Business was good for WellPoint (NYSE: WLP). The company met its guidance for 2007 and had projected more than 15% growth in earnings per share in 2008.

But this year's earnings party just got quite a bit smaller for WellPoint, which is now looking for EPS growth of just 4% to 8%.

WellPoint blames the lowered earnings on the increase in medical costs that it has seen in the first two months of the year. It should have seen this trend coming, but at least WellPoint announced it now and didn't wait until it released first-quarter results to give investors the bad news.

Not only are medical costs up, but not as many people are paying for WellPoint's more lucrative insurance offerings. The company added 410,000 members since the beginning of the year, but the subset that took on full insurance was lower than what it was looking for. Specifically, declines in the small group and individual plans lead WellPoint to think that it'll be harder to gain members during the rest of 2008.

Lower membership growth and higher costs are not good news for WellPoint. The big question: Is this an industrywide trend? Aetna (NYSE: AET) tried to reassure investors that it has guessed right on pricing and membership numbers by reaffirming its forecast, but WellPoint's news brought it and the rest of the sector down today.

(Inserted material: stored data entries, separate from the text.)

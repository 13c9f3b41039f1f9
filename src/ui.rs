use egui::Context;

use crate::model::{Rgb, SceneGraph};
use crate::view::UiOverlay;

/// Build the debug overlay and apply any color change to the scene
pub fn build_ui(egui_ctx: &Context, raw_input: egui::RawInput, scene: &mut SceneGraph, dt: f32) -> egui::FullOutput {
    let mut color = scene.color_params.material_color.to_array();

    let output = egui_ctx.run(raw_input, |ctx| {
        draw_color_panel(ctx, &mut color);
        draw_debug_window(ctx, scene, dt);
    });

    scene.set_material_color(Rgb::from_array(color));
    output
}

/// Tessellate egui output into something the renderer can draw
pub fn into_overlay(egui_ctx: &Context, output: egui::FullOutput) -> UiOverlay {
    let pixels_per_point = output.pixels_per_point;
    UiOverlay {
        primitives: egui_ctx.tessellate(output.shapes, pixels_per_point),
        textures_delta: output.textures_delta,
        pixels_per_point,
    }
}

fn draw_color_panel(ctx: &Context, color: &mut [u8; 3]) {
    egui::Window::new("Controls")
        .anchor(egui::Align2::RIGHT_TOP, [-8.0, 8.0])
        .resizable(false)
        .collapsible(true)
        .show(ctx, |ui| {
            ui.horizontal(|ui| {
                ui.label(egui::RichText::new("materialColor").small());
                ui.color_edit_button_srgb(color);
            });
        });
}

fn draw_debug_window(ctx: &Context, scene: &SceneGraph, dt: f32) {
    egui::Window::new("Debug")
        .default_pos([8.0, 8.0])
        .default_open(false)
        .show(ctx, |ui| {
            ui.label(
                egui::RichText::new(format!("FPS: {:.0}", if dt > 0.0 { 1.0 / dt } else { 0.0 })).small(),
            );
            let rig = scene.rig.position;
            ui.label(egui::RichText::new(format!("Rig: x: {:.3} y: {:.3}", rig.x, rig.y)).small());
            ui.label(egui::RichText::new(format!("Camera y: {:.2}", scene.camera.local.y)).small());
            ui.label(
                egui::RichText::new(format!("Rotation: {:.2} rad", scene.sections[0].rotation.x)).small(),
            );
        });
}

WellPoint's incorrect guess on health-care costs might be specific to the company, but its prediction that members will be fewer in a recession is likely to be an industrywide issue. My guess is that the large insurers, such as UnitedHealth Group (NYSE: UNH), will have an easier time negotiating costs and wooing new members than the small companies. They're also the ones that are spewing off the free cash flow that might be used to gobble up some of the small insurers while the industry is down.